» **YOUR TASK**: Retype word for word the lines of the data below, from the first to the one bearing "if ignored >", with that one included.

» **DATA SHOWN**:
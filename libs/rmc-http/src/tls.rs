//! rustls setup for the HTTPS connector.

use std::sync::{Arc, OnceLock};

use rustls_pki_types::CertificateDer;

/// OS root certificates, loaded once per process. Empty when none were found.
static NATIVE_ROOTS: OnceLock<Vec<CertificateDer<'static>>> = OnceLock::new();

fn load_native_roots() -> Vec<CertificateDer<'static>> {
    let loaded = rustls_native_certs::load_native_certs();
    for err in &loaded.errors {
        tracing::warn!(error = %err, "failed to load a native root certificate");
    }
    tracing::debug!(count = loaded.certs.len(), "native root certificates loaded");
    loaded.certs
}

/// Crypto provider for TLS connections.
///
/// Uses the process-wide default when one is installed, otherwise an
/// aws-lc-rs provider that is not installed globally.
pub fn crypto_provider() -> Arc<rustls::crypto::CryptoProvider> {
    rustls::crypto::CryptoProvider::get_default()
        .cloned()
        .unwrap_or_else(|| Arc::new(rustls::crypto::aws_lc_rs::default_provider()))
}

/// Build a rustls `ClientConfig` trusting the OS root store.
///
/// # Errors
///
/// Returns an error if the OS store yields no parsable root certificate.
pub fn native_roots_client_config() -> Result<rustls::ClientConfig, String> {
    let certs = NATIVE_ROOTS.get_or_init(load_native_roots);
    if certs.is_empty() {
        return Err("no native root CA certificates found in OS certificate store".to_owned());
    }

    let mut roots = rustls::RootCertStore::empty();
    let (added, ignored) = roots.add_parsable_certificates(certs.iter().cloned());
    if added == 0 {
        return Err(format!(
            "none of the {ignored} native root CA certificates could be parsed"
        ));
    }
    if ignored > 0 {
        tracing::warn!(added, ignored, "some native root certificates were skipped");
    }

    rustls::ClientConfig::builder_with_provider(crypto_provider())
        .with_safe_default_protocol_versions()
        .map_err(|e| format!("failed to set TLS protocol versions: {e}"))
        .map(|b| b.with_root_certificates(roots).with_no_client_auth())
}
use std::fmt;
use std::sync::Arc;
use std::sync::atomic::{AtomicU64, Ordering};
use std::time::{Duration, Instant};

use arc_swap::ArcSwapOption;
use tokio::sync::Mutex;

use crate::clock::{Clock, SystemClock};
use crate::config::TokenProviderConfig;
use crate::credential::CachedCredential;
use crate::error::AuthError;
use crate::source::{OAuthTokenSource, TokenSource};
use crate::types::SecretString;

/// Hands out bearer tokens from a single cached credential.
///
/// Clones share the cache. Reads are lock-free; fetching a new token is
/// serialized so that any number of concurrent callers that find the cache
/// empty or expired cause exactly one token request.
#[derive(Clone)]
pub struct TokenProvider {
    inner: Arc<Inner>,
}

struct Inner {
    source: Box<dyn TokenSource>,
    clock: Arc<dyn Clock>,
    refresh_margin: Duration,
    cache: ArcSwapOption<CachedCredential>,
    refresh_lock: Mutex<()>,
    /// Bumped after every stored credential.
    generation: AtomicU64,
}

impl TokenProvider {
    /// Provider backed by the client-credentials grant and the system clock.
    ///
    /// # Errors
    /// Returns `AuthError::Config` for invalid configuration or
    /// `AuthError::Http` if the HTTP client cannot be built.
    pub fn new(config: &TokenProviderConfig) -> Result<Self, AuthError> {
        Self::with_clock(config, Arc::new(SystemClock))
    }

    /// Like [`new`](Self::new) with an explicit time source.
    ///
    /// # Errors
    /// Same as [`new`](Self::new).
    pub fn with_clock(config: &TokenProviderConfig, clock: Arc<dyn Clock>) -> Result<Self, AuthError> {
        let source = OAuthTokenSource::new(config)?;
        Ok(Self::from_source(source, clock, config.refresh_margin))
    }

    /// Provider over any [`TokenSource`].
    #[must_use]
    pub fn from_source(
        source: impl TokenSource + 'static,
        clock: Arc<dyn Clock>,
        refresh_margin: Duration,
    ) -> Self {
        Self {
            inner: Arc::new(Inner {
                source: Box::new(source),
                clock,
                refresh_margin,
                cache: ArcSwapOption::empty(),
                refresh_lock: Mutex::new(()),
                generation: AtomicU64::new(0),
            }),
        }
    }

    /// Return a valid token, fetching a new one when needed.
    ///
    /// With `force_refresh == false` a valid cached credential is returned
    /// without any network call. With `force_refresh == true` a new token is
    /// requested, unless another caller finished a refresh while this one was
    /// waiting; that fresh token is returned instead.
    ///
    /// On failure the previous credential (if any) stays cached.
    ///
    /// # Errors
    /// Propagates the [`AuthError`] of the failed token request.
    pub async fn get_token(&self, force_refresh: bool) -> Result<SecretString, AuthError> {
        let inner = &*self.inner;
        let seen_generation = inner.generation.load(Ordering::Acquire);

        if !force_refresh && let Some(token) = inner.valid_cached() {
            tracing::trace!("token cache hit");
            return Ok(token);
        }

        let _guard = inner.refresh_lock.lock().await;

        let refreshed_while_waiting = inner.generation.load(Ordering::Acquire) != seen_generation;
        if (!force_refresh || refreshed_while_waiting)
            && let Some(token) = inner.valid_cached()
        {
            tracing::trace!("token refreshed by a concurrent caller");
            return Ok(token);
        }

        tracing::debug!(force_refresh, "fetching new access token");
        let issued = inner.source.request_token().await.inspect_err(|e| {
            tracing::warn!(error = %e, "access token request failed");
        })?;

        let credential = CachedCredential::new(
            issued.access_token,
            inner.clock.now(),
            issued.lifetime,
            inner.refresh_margin,
        );
        let token = credential.token().clone();
        inner.cache.store(Some(Arc::new(credential)));
        inner.generation.fetch_add(1, Ordering::AcqRel);

        Ok(token)
    }

    /// Drop the cached credential; the next call fetches a new token.
    pub fn invalidate(&self) {
        self.inner.cache.store(None);
    }

    /// Expiry (margin applied) of the cached credential, if there is one.
    #[must_use]
    pub fn cached_expiry(&self) -> Option<Instant> {
        self.inner.cache.load().as_ref().map(|c| c.expires_at())
    }

    /// Snapshot of the cached credential.
    #[must_use]
    pub fn cached(&self) -> Option<Arc<CachedCredential>> {
        self.inner.cache.load_full()
    }
}

impl Inner {
    fn valid_cached(&self) -> Option<SecretString> {
        let now = self.clock.now();
        self.cache
            .load()
            .as_ref()
            .filter(|c| c.is_valid_at(now))
            .map(|c| c.token().clone())
    }
}

impl fmt::Debug for TokenProvider {
    fn fmt(&self, f: &mut fmt::Formatter<'_>) -> fmt::Result {
        f.debug_struct("TokenProvider")
            .field("refresh_margin", &self.inner.refresh_margin)
            .field("cached_expiry", &self.cached_expiry())
            .finish_non_exhaustive()
    }
}
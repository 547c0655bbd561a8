use http::StatusCode;
use thiserror::Error;

/// Errors raised while obtaining a token.
///
/// No variant ever carries `client_secret`, an access token or a raw
/// response body.
#[derive(Debug, Error)]
#[non_exhaustive]
pub enum AuthError {
    /// Transport failure talking to the token endpoint.
    ///
    /// Produced by [`format_http_error`](crate::http_error::format_http_error).
    #[error("{0}")]
    Http(String),

    /// The token endpoint answered with a non-2xx status.
    #[error("token endpoint returned HTTP {status}{}", oauth_detail(.error.as_deref(), .description.as_deref()))]
    Status {
        status: StatusCode,
        /// RFC 6749 §5.2 `error` code, when the body carried one.
        error: Option<String>,
        /// RFC 6749 §5.2 `error_description`, when the body carried one.
        description: Option<String>,
    },

    /// The response was 2xx but not a usable token response.
    #[error("invalid token response: {0}")]
    InvalidResponse(String),

    /// `token_type` was present and not `Bearer`.
    #[error("unsupported token type: {0}")]
    UnsupportedTokenType(String),

    #[error("OAuth2 config error: {0}")]
    Config(String),
}

impl AuthError {
    /// HTTP status of a rejected token request.
    #[must_use]
    pub fn status(&self) -> Option<StatusCode> {
        match self {
            Self::Status { status, .. } => Some(*status),
            _ => None,
        }
    }
}

fn oauth_detail(error: Option<&str>, description: Option<&str>) -> String {
    match (error, description) {
        (Some(e), Some(d)) => format!(": {e} ({d})"),
        (Some(e), None) => format!(": {e}"),
        (None, Some(d)) => format!(": {d}"),
        (None, None) => String::new(),
    }
}
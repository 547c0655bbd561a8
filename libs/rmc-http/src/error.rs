use std::time::Duration;

use thiserror::Error;

/// Boxed error carried by transport and TLS failures.
pub type BoxError = Box<dyn std::error::Error + Send + Sync>;

/// What was wrong with a request URL.
#[derive(Debug, Clone, Copy, PartialEq, Eq)]
#[non_exhaustive]
pub enum UrlProblem {
    Malformed,
    NoHost,
    /// Relative reference; the client only sends to absolute URLs.
    NotAbsolute,
}

/// Errors from building, sending or reading an HTTP request.
///
/// A non-2xx status is not an error of `send()`; it only becomes
/// [`HttpError::HttpStatus`] through the checked response readers.
#[derive(Error, Debug)]
#[non_exhaustive]
pub enum HttpError {
    #[error("could not assemble request: {0}")]
    Request(#[from] http::Error),

    /// Header name or value rejected by `http`; the value itself is never kept.
    #[error("invalid header: {0}")]
    InvalidHeader(String),

    #[error("no response within {0:?}")]
    Timeout(Duration),

    #[error("connection failed: {0}")]
    Transport(#[source] BoxError),

    #[error("TLS setup failed: {0}")]
    Tls(#[source] BoxError),

    #[error("response body exceeds {limit} bytes (read {actual})")]
    BodyTooLarge { limit: usize, actual: usize },

    /// Non-2xx status with at most
    /// [`ERROR_BODY_PREVIEW_LIMIT`](crate::security::ERROR_BODY_PREVIEW_LIMIT)
    /// bytes of the body.
    #[error("HTTP {status}: {body_preview}")]
    HttpStatus {
        status: http::StatusCode,
        body_preview: String,
    },

    #[error("JSON error: {0}")]
    Json(#[from] serde_json::Error),

    #[error("form encoding error: {0}")]
    FormEncode(#[from] serde_urlencoded::ser::Error),

    /// Request buffer full; nothing was sent.
    #[error("client busy: too many requests in flight")]
    Overloaded,

    #[error("client shut down")]
    ServiceClosed,

    /// Match on `problem`; `reason` is for diagnostics only.
    #[error("invalid URL '{url}': {reason}")]
    InvalidUrl {
        url: String,
        problem: UrlProblem,
        reason: String,
    },

    /// Scheme not permitted by the configured
    /// [`TransportSecurity`](crate::TransportSecurity).
    #[error("scheme '{scheme}' rejected: {reason}")]
    InvalidScheme { scheme: String, reason: String },
}

impl HttpError {
    #[must_use]
    pub fn status(&self) -> Option<http::StatusCode> {
        if let Self::HttpStatus { status, .. } = self {
            Some(*status)
        } else {
            None
        }
    }
}

impl From<http::header::InvalidHeaderName> for HttpError {
    fn from(err: http::header::InvalidHeaderName) -> Self {
        Self::InvalidHeader(err.to_string())
    }
}

impl From<http::header::InvalidHeaderValue> for HttpError {
    fn from(err: http::header::InvalidHeaderValue) -> Self {
        Self::InvalidHeader(err.to_string())
    }
}

impl From<hyper_util::client::legacy::Error> for HttpError {
    fn from(err: hyper_util::client::legacy::Error) -> Self {
        Self::Transport(Box::new(err))
    }
}
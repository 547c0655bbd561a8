use std::time::Duration;

/// `User-Agent` sent when the configuration does not name one.
pub const DEFAULT_USER_AGENT: &str = concat!("rmc-http/", env!("CARGO_PKG_VERSION"));

const KIB: usize = 1024;
const MIB: usize = 1024 * KIB;

/// Where trusted root certificates come from.
#[derive(Debug, Clone, Copy, Default, PartialEq, Eq)]
#[non_exhaustive]
pub enum TlsRootConfig {
    /// Bundled Mozilla roots (`webpki-roots`).
    #[default]
    WebPki,
    /// The operating system's certificate store.
    Native,
}

/// Which URL schemes a client may talk to.
#[derive(Debug, Clone, Copy, Default, PartialEq, Eq)]
#[non_exhaustive]
pub enum TransportSecurity {
    #[default]
    TlsOnly,
    /// Also accept `http://`; meant for local mock servers.
    AllowInsecureHttp,
}

/// Settings for one [`HttpClient`](crate::HttpClient).
///
/// There is no retry setting: every `send()` is a single attempt on the wire
/// and callers decide what a `401` means.
#[derive(Debug, Clone)]
pub struct HttpClientConfig {
    /// Bound on one request, connect through last header byte.
    pub request_timeout: Duration,
    /// Response bodies larger than this fail with `BodyTooLarge`.
    pub max_body_size: usize,
    pub user_agent: String,
    pub transport: TransportSecurity,
    pub tls_roots: TlsRootConfig,
    /// Queue depth in front of the connection pool; a full queue fails fast
    /// with `Overloaded`.
    pub buffer_capacity: usize,
    /// `None` keeps hyper-util's default.
    pub pool_idle_timeout: Option<Duration>,
    pub pool_max_idle_per_host: usize,
}

impl Default for HttpClientConfig {
    fn default() -> Self {
        Self {
            request_timeout: Duration::from_secs(30),
            max_body_size: 10 * MIB,
            user_agent: DEFAULT_USER_AGENT.to_owned(),
            transport: TransportSecurity::default(),
            tls_roots: TlsRootConfig::default(),
            buffer_capacity: 1024,
            pool_idle_timeout: Some(Duration::from_secs(90)),
            pool_max_idle_per_host: 32,
        }
    }
}

impl HttpClientConfig {
    /// Preset for the `OAuth2` token endpoint: one small request per token
    /// lifetime, so a tiny pool and a 64 KiB body cap.
    #[must_use]
    pub fn token_endpoint() -> Self {
        Self {
            max_body_size: 64 * KIB,
            buffer_capacity: 64,
            pool_idle_timeout: Some(Duration::from_secs(60)),
            pool_max_idle_per_host: 2,
            ..Self::default()
        }
    }

    /// Preset for catalog queries; a full 100-part batch answer can be large.
    #[must_use]
    pub fn catalog_api() -> Self {
        Self {
            max_body_size: 32 * MIB,
            ..Self::default()
        }
    }

    /// Plain-HTTP preset with short timeouts for local mock servers.
    #[must_use]
    pub fn for_testing() -> Self {
        Self {
            request_timeout: Duration::from_secs(10),
            max_body_size: MIB,
            transport: TransportSecurity::AllowInsecureHttp,
            buffer_capacity: 256,
            pool_idle_timeout: Some(Duration::from_secs(10)),
            pool_max_idle_per_host: 4,
            ..Self::default()
        }
    }
}
use http::{StatusCode, header::AUTHORIZATION};
use rmc_auth::TokenProvider;
use rmc_auth::http_error::format_http_error;
use rmc_http::{HttpClient, HttpError, HttpResponse};
use rmc_utils::SecretString;
use serde::de::DeserializeOwned;
use url::Url;

use crate::config::CatalogClientConfig;
use crate::error::ApiError;
use crate::model::CatalogQuery;

const HTTP_ERROR_PREFIX: &str = "catalog query";

/// Catalog API client.
///
/// Cheap to clone; clones share the HTTP connection pool and the token cache.
#[derive(Debug, Clone)]
pub struct CatalogClient {
    http: HttpClient,
    endpoint: Url,
    tokens: TokenProvider,
}

impl CatalogClient {
    /// # Errors
    /// Returns `ApiError::Config` for an unusable base URL or `ApiError::Http`
    /// if the HTTP client cannot be built.
    pub fn new(config: &CatalogClientConfig, tokens: TokenProvider) -> Result<Self, ApiError> {
        let endpoint = config.query_endpoint()?;
        let http_config = config
            .http_config
            .clone()
            .unwrap_or_else(rmc_http::HttpClientConfig::catalog_api);
        let http = rmc_http::HttpClientBuilder::with_config(http_config)
            .build()
            .map_err(|e| ApiError::Http(format_http_error(&e, HTTP_ERROR_PREFIX)))?;
        Ok(Self {
            http,
            endpoint,
            tokens,
        })
    }

    #[must_use]
    pub fn endpoint(&self) -> &Url {
        &self.endpoint
    }

    #[must_use]
    pub fn token_provider(&self) -> &TokenProvider {
        &self.tokens
    }

    /// Run `query` and return the response body as JSON.
    ///
    /// Sends with the cached token; on `401` forces one token refresh and
    /// sends exactly once more. No other status is retried.
    ///
    /// # Errors
    /// - `ApiError::InvalidRequest` before any network call for an empty or
    ///   oversized batch
    /// - `ApiError::Auth` if no token could be obtained
    /// - `ApiError::Status` for a non-2xx final response
    /// - `ApiError::Http` / `ApiError::InvalidResponse` for transport and
    ///   decoding failures
    pub async fn query(&self, query: &CatalogQuery) -> Result<serde_json::Value, ApiError> {
        self.query_as(query).await
    }

    /// Like [`query`](Self::query), deserializing into `T`.
    ///
    /// # Errors
    /// Same as [`query`](Self::query).
    pub async fn query_as<T: DeserializeOwned>(&self, query: &CatalogQuery) -> Result<T, ApiError> {
        query.validate()?;
        tracing::debug!(
            parts = query.part_number.len(),
            pn_matching = %query.pn_matching,
            test_mode = query.test_mode,
            "sending catalog query"
        );

        let token = self.tokens.get_token(false).await?;
        let mut response = self.send(query, &token).await?;

        if response.status() == StatusCode::UNAUTHORIZED {
            tracing::info!("catalog API rejected the access token; refreshing and retrying once");
            let token = self.tokens.get_token(true).await?;
            response = self.send(query, &token).await?;
            tracing::debug!(status = response.status().as_u16(), "catalog query retried");
        }

        let body = response.checked_bytes().await.map_err(|e| match e {
            HttpError::HttpStatus {
                status,
                body_preview,
                ..
            } => {
                tracing::warn!(status = status.as_u16(), "catalog query failed");
                ApiError::Status {
                    status,
                    body: body_preview,
                }
            }
            other => ApiError::Http(format_http_error(&other, HTTP_ERROR_PREFIX)),
        })?;

        serde_json::from_slice(&body)
            .map_err(|e| ApiError::InvalidResponse(format!("response body is not the expected JSON: {e}")))
    }

    /// One attempt; the token goes into `Authorization` as is, without a scheme.
    async fn send(&self, query: &CatalogQuery, token: &SecretString) -> Result<HttpResponse, ApiError> {
        let http_err = |e: HttpError| ApiError::Http(format_http_error(&e, HTTP_ERROR_PREFIX));
        self.http
            .post(self.endpoint.as_str())
            .sensitive_header(AUTHORIZATION.as_str(), token.expose())
            .json(query)
            .map_err(http_err)?
            .send()
            .await
            .map_err(http_err)
    }
}
#![allow(clippy::unwrap_used, clippy::expect_used)]

//! CLI smoke tests for the rmc-query binary
//!
//! Runs the real binary against temporary config files and local mock
//! token and catalog endpoints.

use std::fs;
use std::path::Path;
use std::process::{Command, Output, Stdio};

use httpmock::prelude::*;
use serde_json::json;
use tempfile::TempDir;

/// Run rmc-query with a clean `RMC__`/`RUST_LOG` environment
fn run_rmc_query(args: &[&str]) -> Output {
    let mut cmd = Command::new(env!("CARGO_BIN_EXE_rmc-query"));
    for (key, _) in std::env::vars() {
        if key.starts_with("RMC__") {
            cmd.env_remove(key);
        }
    }
    cmd.env_remove("RUST_LOG")
        .args(args)
        .stdout(Stdio::piped())
        .stderr(Stdio::piped())
        .output()
        .expect("Failed to execute rmc-query")
}

fn write_config(dir: &TempDir, auth_base: &str, api_base: &str) -> std::path::PathBuf {
    let path = dir.path().join("rmc-query.yaml");
    let yaml = format!(
        r"
auth:
  base_url: {auth_base}
  client_id: smoke-client
  client_secret: smoke-secret-value
api:
  base_url: {api_base}
http:
  request_timeout: 5s
  allow_insecure_http: true
logging:
  level: warn
"
    );
    fs::write(&path, yaml).unwrap();
    path
}

fn path_str(path: &Path) -> &str {
    path.to_str().unwrap()
}

#[test]
fn test_cli_help_command() {
    let output = run_rmc_query(&["--help"]);

    assert!(output.status.success(), "Help command should succeed");
    let stdout = String::from_utf8_lossy(&output.stdout);
    assert!(stdout.contains("rmc-query"), "Should contain binary name");
    assert!(stdout.contains("Usage:"), "Should contain usage information");
    assert!(stdout.contains("query"), "Should contain 'query' subcommand");
    assert!(stdout.contains("token"), "Should contain 'token' subcommand");
    assert!(stdout.contains("check"), "Should contain 'check' subcommand");
    assert!(stdout.contains("--config"), "Should mention config option");
}

#[test]
fn test_cli_version_command() {
    let output = run_rmc_query(&["--version"]);

    assert!(output.status.success(), "Version command should succeed");
    let stdout = String::from_utf8_lossy(&output.stdout);
    assert!(stdout.contains("rmc-query"));
    assert!(stdout.contains(env!("CARGO_PKG_VERSION")));
}

#[test]
fn test_cli_invalid_command() {
    let output = run_rmc_query(&["frobnicate"]);

    assert!(!output.status.success(), "Unknown subcommand should fail");
    let stderr = String::from_utf8_lossy(&output.stderr);
    assert!(stderr.contains("unrecognized subcommand"));
}

#[test]
fn test_cli_missing_config_file() {
    let output = run_rmc_query(&["--config", "/nonexistent/rmc-query.yaml", "check"]);

    assert!(!output.status.success(), "Missing config should fail");
    let stderr = String::from_utf8_lossy(&output.stderr);
    assert!(stderr.contains("config file does not exist"));
}

#[test]
fn test_cli_invalid_yaml() {
    let dir = TempDir::new().unwrap();
    let path = dir.path().join("broken.yaml");
    fs::write(&path, "auth: [unclosed\n  client_id: x").unwrap();

    let output = run_rmc_query(&["--config", path_str(&path), "check"]);
    assert!(!output.status.success(), "Broken YAML should fail");
}

#[test]
fn test_cli_check_redacts_secret() {
    let dir = TempDir::new().unwrap();
    let path = write_config(&dir, "https://auth.example.com", "https://api.example.com");

    let output = run_rmc_query(&["--config", path_str(&path), "check"]);

    assert!(output.status.success(), "{}", String::from_utf8_lossy(&output.stderr));
    let stdout = String::from_utf8_lossy(&output.stdout);
    assert!(stdout.contains("smoke-client"));
    assert!(stdout.contains("[REDACTED]"));
    assert!(!stdout.contains("smoke-secret-value"));
    assert!(stdout.contains("configuration is valid"));
}

#[test]
fn test_cli_rejects_invalid_log_level() {
    let dir = TempDir::new().unwrap();
    let path = write_config(&dir, "https://auth.example.com", "https://api.example.com");
    let yaml = fs::read_to_string(&path).unwrap().replace("level: warn", "level: rmc_auth=loud");
    fs::write(&path, yaml).unwrap();

    let output = run_rmc_query(&["--config", path_str(&path), "check"]);
    assert!(!output.status.success(), "Invalid log level should fail");
    let stderr = String::from_utf8_lossy(&output.stderr);
    assert!(stderr.contains("invalid logging.level directive"), "{stderr}");
}

#[test]
fn test_cli_check_rejects_missing_credentials() {
    let dir = TempDir::new().unwrap();
    let path = dir.path().join("partial.yaml");
    fs::write(
        &path,
        "auth:\n  base_url: https://auth.example.com\napi:\n  base_url: https://api.example.com\n",
    )
    .unwrap();

    let output = run_rmc_query(&["--config", path_str(&path), "check"]);
    assert!(!output.status.success());
    assert!(String::from_utf8_lossy(&output.stderr).contains("client_id"));
}

#[test]
fn test_cli_query_prints_catalog_response() {
    let auth = MockServer::start();
    let token_mock = auth.mock(|when, then| {
        when.method(POST).path("/oauth2/token");
        then.status(200)
            .json_body(json!({"access_token": "smoke-token", "expires_in": 3600, "token_type": "Bearer"}));
    });
    let api = MockServer::start();
    let api_mock = api.mock(|when, then| {
        when.method(POST)
            .path("/v1/catalog/query")
            .header("authorization", "smoke-token")
            .json_body(json!({
                "part_number": ["PN1000", "PN-0500", "PN 07-23 "],
                "pn_matching": "alphanumeric",
                "apply_filter_quantity": false,
                "ignore_empty_parts": false,
                "test_mode": true
            }));
        then.status(200)
            .json_body(json!({"results": [{"part_number": "PN1000", "stock": 12}]}));
    });

    let dir = TempDir::new().unwrap();
    let path = write_config(&dir, &auth.base_url(), &api.base_url());
    let output = run_rmc_query(&["--config", path_str(&path), "query"]);

    assert!(output.status.success(), "{}", String::from_utf8_lossy(&output.stderr));
    let printed: serde_json::Value = serde_json::from_slice(&output.stdout).unwrap();
    assert_eq!(printed["results"][0]["stock"], 12);
    token_mock.assert_calls(1);
    api_mock.assert_calls(1);
}

#[test]
fn test_cli_query_failure_is_reported_not_fatal() {
    let auth = MockServer::start();
    auth.mock(|when, then| {
        when.method(POST).path("/oauth2/token");
        then.status(200)
            .json_body(json!({"access_token": "smoke-token", "expires_in": 3600}));
    });
    let api = MockServer::start();
    let api_mock = api.mock(|when, then| {
        when.method(POST).path("/v1/catalog/query");
        then.status(503).body("down for maintenance");
    });

    let dir = TempDir::new().unwrap();
    let path = write_config(&dir, &auth.base_url(), &api.base_url());
    let output = run_rmc_query(&["--config", path_str(&path), "query", "BAV99"]);

    assert!(output.status.success());
    let stderr = String::from_utf8_lossy(&output.stderr);
    assert!(stderr.contains("Error during catalog query:"), "{stderr}");
    assert!(stderr.contains("503"), "{stderr}");
    assert!(!stderr.contains("smoke-token"));
    assert!(output.stdout.is_empty());
    api_mock.assert_calls(1);
}

#[test]
fn test_cli_token_prints_expiry_not_token() {
    let auth = MockServer::start();
    let token_mock = auth.mock(|when, then| {
        when.method(POST)
            .path("/oauth2/token")
            .body_includes("client_id=smoke-client");
        then.status(200)
            .json_body(json!({"access_token": "never-printed", "expires_in": 600}));
    });

    let dir = TempDir::new().unwrap();
    let path = write_config(&dir, &auth.base_url(), "https://api.example.com");
    let output = run_rmc_query(&["--config", path_str(&path), "token"]);

    assert!(output.status.success(), "{}", String::from_utf8_lossy(&output.stderr));
    let stdout = String::from_utf8_lossy(&output.stdout);
    assert!(stdout.contains("access token acquired"));
    assert!(!stdout.contains("never-printed"));
    token_mock.assert_calls(1);
}

#[test]
fn test_cli_env_overrides_config_file() {
    let dir = TempDir::new().unwrap();
    let path = write_config(&dir, "https://auth.example.com", "https://api.example.com");

    let output = Command::new(env!("CARGO_BIN_EXE_rmc-query"))
        .env("RMC__AUTH__CLIENT_ID", "from-environment")
        .args(["--config", path_str(&path), "check"])
        .output()
        .expect("Failed to execute rmc-query");

    assert!(output.status.success(), "{}", String::from_utf8_lossy(&output.stderr));
    assert!(String::from_utf8_lossy(&output.stdout).contains("from-environment"));
}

» **REPLY**:
filename libs/rmc-http/src/tls.rs
//! rustls setup for the HTTPS connector.

use std::sync::{Arc, OnceLock};

use rustls_pki_types::CertificateDer;

/// OS root certificates, loaded once per process. Empty when none were found.
static NATIVE_ROOTS: OnceLock<Vec<CertificateDer<'static>>> = OnceLock::new();

fn load_native_roots() -> Vec<CertificateDer<'static>> {
    let loaded = rustls_native_certs::load_native_certs();
    for err in &loaded.errors {
        tracing::warn!(error = %err, "failed to load a native root certificate");
    }
    tracing::debug!(count = loaded.certs.len(), "native root certificates loaded");
    loaded.certs
}

/// Crypto provider for TLS connections.
///
/// Uses the process-wide default when one is installed, otherwise an
/// aws-lc-rs provider that is not installed globally.
pub fn crypto_provider() -> Arc<rustls::crypto::CryptoProvider> {
    rustls::crypto::CryptoProvider::get_default()
        .cloned()
        .unwrap_or_else(|| Arc::new(rustls::crypto::aws_lc_rs::default_provider()))
}

/// Build a rustls `ClientConfig` trusting the OS root store.
///
/// # Errors
///
/// Returns an error if the OS store yields no parsable root certificate.
pub fn native_roots_client_config() -> Result<rustls::ClientConfig, String> {
    let certs = NATIVE_ROOTS.get_or_init(load_native_roots);
    if certs.is_empty() {
        return Err("no native root CA certificates found in OS certificate store".to_owned());
    }

    let mut roots = rustls::RootCertStore::empty();
    let (added, ignored) = roots.add_parsable_certificates(certs.iter().cloned());
    if added == 0 {
        return Err(format!(
            "none of the {ignored} native root CA certificates could be parsed"
        ));
    }
    if ignored > 0 {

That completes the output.